== Materials provided ==

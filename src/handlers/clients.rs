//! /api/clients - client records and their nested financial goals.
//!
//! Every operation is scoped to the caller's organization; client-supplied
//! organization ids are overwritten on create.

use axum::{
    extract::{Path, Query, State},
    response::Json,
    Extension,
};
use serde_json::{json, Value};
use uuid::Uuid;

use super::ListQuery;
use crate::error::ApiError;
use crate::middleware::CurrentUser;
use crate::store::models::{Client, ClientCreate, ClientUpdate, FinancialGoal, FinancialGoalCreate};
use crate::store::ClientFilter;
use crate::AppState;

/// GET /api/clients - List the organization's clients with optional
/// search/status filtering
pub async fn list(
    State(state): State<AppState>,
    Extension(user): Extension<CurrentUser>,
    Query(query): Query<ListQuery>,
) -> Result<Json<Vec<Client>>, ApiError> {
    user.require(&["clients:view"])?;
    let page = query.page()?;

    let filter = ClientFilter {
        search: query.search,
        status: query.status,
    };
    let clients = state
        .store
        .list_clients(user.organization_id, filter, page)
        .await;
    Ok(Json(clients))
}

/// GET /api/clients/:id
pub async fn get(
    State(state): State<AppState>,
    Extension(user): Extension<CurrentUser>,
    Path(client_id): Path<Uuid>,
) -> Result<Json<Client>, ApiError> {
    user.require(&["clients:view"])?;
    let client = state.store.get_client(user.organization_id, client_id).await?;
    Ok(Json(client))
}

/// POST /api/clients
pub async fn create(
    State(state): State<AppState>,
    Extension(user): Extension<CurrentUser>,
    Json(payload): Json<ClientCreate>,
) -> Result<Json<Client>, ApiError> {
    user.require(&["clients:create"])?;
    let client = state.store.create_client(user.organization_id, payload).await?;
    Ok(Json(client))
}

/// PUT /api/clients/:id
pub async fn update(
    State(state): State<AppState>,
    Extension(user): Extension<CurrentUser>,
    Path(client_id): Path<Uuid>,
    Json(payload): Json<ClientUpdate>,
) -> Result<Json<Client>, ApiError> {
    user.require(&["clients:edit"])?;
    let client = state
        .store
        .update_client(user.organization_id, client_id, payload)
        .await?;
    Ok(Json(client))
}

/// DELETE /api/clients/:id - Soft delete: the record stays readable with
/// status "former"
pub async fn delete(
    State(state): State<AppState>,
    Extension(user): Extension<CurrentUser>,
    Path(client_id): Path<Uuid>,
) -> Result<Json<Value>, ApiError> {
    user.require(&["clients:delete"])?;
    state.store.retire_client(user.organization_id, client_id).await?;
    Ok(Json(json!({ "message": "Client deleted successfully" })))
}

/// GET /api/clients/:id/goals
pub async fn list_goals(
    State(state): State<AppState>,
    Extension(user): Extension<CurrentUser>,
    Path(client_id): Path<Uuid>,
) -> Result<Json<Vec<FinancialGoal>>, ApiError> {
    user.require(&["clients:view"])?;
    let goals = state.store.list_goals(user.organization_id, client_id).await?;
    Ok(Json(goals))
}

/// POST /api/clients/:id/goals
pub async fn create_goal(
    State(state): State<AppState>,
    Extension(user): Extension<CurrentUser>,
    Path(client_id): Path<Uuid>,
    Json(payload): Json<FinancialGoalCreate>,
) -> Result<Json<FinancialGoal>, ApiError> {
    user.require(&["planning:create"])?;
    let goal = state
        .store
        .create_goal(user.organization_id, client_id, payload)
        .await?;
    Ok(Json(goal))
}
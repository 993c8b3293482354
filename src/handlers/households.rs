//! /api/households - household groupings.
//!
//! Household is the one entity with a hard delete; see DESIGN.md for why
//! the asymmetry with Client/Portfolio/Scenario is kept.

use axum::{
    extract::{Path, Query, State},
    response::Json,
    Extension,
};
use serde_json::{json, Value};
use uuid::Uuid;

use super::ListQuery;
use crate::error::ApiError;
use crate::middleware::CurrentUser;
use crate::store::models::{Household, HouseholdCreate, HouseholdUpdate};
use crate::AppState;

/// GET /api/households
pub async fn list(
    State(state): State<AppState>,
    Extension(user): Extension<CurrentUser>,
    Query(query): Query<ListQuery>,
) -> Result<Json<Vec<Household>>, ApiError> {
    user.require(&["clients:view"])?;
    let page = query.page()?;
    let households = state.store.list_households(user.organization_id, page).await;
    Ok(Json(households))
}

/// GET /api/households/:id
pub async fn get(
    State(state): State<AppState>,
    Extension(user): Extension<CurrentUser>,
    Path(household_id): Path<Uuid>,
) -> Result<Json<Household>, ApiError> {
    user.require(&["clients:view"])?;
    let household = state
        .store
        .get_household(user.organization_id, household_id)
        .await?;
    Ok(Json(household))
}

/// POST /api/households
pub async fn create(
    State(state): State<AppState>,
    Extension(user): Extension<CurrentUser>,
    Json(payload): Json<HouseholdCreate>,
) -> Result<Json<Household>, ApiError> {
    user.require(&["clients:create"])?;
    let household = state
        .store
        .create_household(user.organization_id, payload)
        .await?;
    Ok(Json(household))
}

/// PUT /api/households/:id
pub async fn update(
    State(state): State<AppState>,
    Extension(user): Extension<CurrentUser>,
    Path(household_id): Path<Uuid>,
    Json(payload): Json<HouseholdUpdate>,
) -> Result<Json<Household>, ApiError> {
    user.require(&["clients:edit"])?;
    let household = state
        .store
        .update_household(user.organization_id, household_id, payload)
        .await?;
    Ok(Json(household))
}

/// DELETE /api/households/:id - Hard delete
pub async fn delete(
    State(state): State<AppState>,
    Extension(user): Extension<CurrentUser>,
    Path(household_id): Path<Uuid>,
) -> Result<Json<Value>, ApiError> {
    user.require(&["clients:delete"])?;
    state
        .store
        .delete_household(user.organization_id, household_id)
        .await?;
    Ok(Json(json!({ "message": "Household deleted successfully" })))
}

===
== Materials provided ==

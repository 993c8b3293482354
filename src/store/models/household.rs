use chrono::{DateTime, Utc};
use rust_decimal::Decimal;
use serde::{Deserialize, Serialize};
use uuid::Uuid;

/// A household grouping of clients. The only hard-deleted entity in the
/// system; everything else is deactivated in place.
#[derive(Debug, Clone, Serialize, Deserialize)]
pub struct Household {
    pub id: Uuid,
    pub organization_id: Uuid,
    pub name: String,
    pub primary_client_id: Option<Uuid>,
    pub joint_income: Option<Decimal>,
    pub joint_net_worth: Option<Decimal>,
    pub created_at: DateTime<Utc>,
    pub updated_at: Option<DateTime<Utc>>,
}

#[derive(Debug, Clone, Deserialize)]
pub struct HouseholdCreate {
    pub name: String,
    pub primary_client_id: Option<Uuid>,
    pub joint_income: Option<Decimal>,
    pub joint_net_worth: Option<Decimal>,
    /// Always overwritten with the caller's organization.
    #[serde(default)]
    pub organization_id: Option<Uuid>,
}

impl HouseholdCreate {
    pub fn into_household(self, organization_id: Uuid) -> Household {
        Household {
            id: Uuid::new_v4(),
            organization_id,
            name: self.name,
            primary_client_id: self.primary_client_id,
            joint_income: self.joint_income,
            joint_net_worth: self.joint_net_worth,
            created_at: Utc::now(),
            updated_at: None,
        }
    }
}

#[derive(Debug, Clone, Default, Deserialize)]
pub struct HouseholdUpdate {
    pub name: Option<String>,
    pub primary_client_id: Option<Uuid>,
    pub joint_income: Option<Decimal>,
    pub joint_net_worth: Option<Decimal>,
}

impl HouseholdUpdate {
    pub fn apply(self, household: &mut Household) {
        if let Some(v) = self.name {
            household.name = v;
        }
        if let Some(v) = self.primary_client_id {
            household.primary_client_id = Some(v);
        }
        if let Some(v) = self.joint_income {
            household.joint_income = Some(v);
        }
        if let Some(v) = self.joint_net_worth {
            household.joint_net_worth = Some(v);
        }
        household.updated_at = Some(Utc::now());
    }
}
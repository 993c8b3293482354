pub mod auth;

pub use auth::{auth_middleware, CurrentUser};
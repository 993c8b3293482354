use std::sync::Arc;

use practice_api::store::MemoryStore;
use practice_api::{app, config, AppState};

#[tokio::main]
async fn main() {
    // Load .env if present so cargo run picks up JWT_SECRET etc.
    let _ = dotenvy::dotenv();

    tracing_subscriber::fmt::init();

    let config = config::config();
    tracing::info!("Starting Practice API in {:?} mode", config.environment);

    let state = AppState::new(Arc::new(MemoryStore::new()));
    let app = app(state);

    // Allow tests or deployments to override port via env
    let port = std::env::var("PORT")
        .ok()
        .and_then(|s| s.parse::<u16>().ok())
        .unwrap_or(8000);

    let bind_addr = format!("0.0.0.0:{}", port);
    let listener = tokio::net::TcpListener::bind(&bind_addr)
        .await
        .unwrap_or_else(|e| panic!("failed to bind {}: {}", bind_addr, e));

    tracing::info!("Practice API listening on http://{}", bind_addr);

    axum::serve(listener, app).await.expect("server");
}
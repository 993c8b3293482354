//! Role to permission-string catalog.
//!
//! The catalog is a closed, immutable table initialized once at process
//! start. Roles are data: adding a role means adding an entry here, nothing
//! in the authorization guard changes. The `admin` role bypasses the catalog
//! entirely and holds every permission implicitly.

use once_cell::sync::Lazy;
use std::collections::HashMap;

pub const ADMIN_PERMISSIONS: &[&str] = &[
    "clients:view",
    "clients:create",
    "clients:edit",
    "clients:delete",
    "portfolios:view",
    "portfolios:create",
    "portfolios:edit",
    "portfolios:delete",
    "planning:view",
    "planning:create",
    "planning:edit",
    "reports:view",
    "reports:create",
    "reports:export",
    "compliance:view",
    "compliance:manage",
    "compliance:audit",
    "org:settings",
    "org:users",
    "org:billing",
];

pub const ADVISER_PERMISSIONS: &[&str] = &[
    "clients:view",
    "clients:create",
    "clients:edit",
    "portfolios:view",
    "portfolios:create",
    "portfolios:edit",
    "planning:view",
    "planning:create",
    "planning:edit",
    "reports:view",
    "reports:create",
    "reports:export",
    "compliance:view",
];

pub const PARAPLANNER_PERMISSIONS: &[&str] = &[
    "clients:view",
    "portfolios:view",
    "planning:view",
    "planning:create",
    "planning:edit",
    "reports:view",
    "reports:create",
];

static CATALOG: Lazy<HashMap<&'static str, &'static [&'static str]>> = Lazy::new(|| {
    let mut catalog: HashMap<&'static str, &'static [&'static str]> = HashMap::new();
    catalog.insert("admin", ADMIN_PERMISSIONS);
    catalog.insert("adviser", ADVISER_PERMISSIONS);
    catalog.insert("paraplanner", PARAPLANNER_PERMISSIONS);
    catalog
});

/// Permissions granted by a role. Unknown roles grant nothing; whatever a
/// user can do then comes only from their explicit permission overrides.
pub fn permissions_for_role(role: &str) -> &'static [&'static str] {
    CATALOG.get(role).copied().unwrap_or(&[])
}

===
== Materials provided ==

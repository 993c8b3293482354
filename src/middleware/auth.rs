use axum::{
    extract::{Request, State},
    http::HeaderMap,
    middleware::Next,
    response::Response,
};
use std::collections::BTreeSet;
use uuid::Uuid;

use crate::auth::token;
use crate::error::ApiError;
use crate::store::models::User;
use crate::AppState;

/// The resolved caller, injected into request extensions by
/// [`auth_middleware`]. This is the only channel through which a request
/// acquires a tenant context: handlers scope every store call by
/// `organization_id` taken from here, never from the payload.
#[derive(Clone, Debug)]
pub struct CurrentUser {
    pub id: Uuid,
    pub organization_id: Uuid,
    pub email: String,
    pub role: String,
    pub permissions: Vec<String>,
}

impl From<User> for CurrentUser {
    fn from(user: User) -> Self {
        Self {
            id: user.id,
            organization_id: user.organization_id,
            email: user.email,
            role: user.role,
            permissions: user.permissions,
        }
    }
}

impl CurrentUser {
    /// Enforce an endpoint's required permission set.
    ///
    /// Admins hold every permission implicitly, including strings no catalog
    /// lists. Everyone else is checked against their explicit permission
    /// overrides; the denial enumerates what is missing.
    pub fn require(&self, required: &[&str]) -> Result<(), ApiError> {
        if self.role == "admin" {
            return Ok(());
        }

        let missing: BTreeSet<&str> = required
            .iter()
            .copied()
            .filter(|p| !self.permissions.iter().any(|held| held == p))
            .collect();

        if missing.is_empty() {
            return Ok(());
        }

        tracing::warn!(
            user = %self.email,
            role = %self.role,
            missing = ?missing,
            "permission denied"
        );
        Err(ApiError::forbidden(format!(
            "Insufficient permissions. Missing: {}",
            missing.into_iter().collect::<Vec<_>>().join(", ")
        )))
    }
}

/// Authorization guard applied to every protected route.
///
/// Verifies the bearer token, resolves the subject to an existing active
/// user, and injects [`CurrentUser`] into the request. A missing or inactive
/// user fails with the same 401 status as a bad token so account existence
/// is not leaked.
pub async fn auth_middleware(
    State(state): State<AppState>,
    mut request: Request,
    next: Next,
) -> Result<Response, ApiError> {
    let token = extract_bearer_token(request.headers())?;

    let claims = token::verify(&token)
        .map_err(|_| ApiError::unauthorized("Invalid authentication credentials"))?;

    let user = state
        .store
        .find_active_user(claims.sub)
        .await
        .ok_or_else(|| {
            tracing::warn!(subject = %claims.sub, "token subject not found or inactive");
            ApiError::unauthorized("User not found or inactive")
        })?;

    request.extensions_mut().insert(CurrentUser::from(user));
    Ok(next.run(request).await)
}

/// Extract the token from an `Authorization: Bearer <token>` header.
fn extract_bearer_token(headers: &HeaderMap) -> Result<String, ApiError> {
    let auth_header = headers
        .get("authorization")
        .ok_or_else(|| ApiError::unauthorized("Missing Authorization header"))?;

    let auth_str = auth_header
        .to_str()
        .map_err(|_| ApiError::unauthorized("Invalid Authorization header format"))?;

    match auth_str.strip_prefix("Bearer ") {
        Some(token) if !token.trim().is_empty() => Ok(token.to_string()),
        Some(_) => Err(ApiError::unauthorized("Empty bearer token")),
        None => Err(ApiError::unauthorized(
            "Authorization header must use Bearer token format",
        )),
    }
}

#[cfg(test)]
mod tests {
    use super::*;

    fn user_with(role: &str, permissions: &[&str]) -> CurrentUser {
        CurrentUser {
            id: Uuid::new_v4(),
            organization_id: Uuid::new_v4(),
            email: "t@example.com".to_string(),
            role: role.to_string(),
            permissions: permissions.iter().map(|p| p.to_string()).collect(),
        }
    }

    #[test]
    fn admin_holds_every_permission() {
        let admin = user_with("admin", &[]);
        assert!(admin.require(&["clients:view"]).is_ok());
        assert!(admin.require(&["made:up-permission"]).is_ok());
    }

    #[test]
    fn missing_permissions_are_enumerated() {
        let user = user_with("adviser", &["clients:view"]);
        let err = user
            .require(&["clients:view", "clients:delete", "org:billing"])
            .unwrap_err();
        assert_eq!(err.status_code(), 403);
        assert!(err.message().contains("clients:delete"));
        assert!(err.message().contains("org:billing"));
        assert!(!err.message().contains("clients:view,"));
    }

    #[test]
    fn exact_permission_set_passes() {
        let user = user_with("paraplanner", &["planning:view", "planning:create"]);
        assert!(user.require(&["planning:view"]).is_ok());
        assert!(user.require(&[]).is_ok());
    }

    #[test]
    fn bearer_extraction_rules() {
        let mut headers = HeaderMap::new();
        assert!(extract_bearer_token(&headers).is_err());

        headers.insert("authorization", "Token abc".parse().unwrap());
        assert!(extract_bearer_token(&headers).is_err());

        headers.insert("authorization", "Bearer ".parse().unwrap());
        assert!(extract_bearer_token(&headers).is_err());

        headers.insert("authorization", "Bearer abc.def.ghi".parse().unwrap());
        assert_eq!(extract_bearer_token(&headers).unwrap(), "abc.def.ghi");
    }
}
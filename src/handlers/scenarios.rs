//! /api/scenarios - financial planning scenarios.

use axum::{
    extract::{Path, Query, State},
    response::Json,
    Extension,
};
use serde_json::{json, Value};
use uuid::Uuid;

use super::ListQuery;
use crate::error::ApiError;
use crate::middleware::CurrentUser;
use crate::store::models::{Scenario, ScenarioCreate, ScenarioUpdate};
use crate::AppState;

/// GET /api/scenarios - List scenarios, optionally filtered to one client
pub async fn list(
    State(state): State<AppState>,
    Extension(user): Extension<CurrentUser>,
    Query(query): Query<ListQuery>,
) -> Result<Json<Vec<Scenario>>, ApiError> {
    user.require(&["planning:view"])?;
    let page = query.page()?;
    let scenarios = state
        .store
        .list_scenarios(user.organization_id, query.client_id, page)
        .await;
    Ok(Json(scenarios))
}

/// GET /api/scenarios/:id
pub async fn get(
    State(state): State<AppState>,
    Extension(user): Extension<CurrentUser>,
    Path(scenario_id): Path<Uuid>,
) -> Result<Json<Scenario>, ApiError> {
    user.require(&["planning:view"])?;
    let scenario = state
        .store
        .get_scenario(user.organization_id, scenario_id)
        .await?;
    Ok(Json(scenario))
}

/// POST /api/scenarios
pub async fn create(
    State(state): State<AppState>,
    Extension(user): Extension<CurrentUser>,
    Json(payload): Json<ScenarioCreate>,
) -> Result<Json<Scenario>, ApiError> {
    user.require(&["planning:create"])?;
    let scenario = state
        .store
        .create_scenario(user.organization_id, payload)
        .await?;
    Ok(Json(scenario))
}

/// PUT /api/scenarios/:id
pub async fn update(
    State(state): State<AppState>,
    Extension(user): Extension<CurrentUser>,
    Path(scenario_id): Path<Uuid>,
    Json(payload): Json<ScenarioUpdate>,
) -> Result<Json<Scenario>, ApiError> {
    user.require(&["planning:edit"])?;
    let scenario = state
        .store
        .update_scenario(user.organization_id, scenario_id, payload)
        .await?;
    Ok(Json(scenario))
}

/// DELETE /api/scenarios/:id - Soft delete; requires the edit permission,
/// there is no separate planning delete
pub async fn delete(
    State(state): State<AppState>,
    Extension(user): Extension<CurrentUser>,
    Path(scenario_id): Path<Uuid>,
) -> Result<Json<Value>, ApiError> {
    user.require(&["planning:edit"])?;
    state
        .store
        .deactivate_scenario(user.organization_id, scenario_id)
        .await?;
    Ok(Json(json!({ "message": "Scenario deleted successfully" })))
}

===

What to do: Which lines above hold the string "HouseholdUpdate"? Please copy all of them.

Your solution:
use crate::store::models::{Household, HouseholdCreate, HouseholdUpdate};
    Json(payload): Json<HouseholdUpdate>,
pub struct HouseholdUpdate {
impl HouseholdUpdate {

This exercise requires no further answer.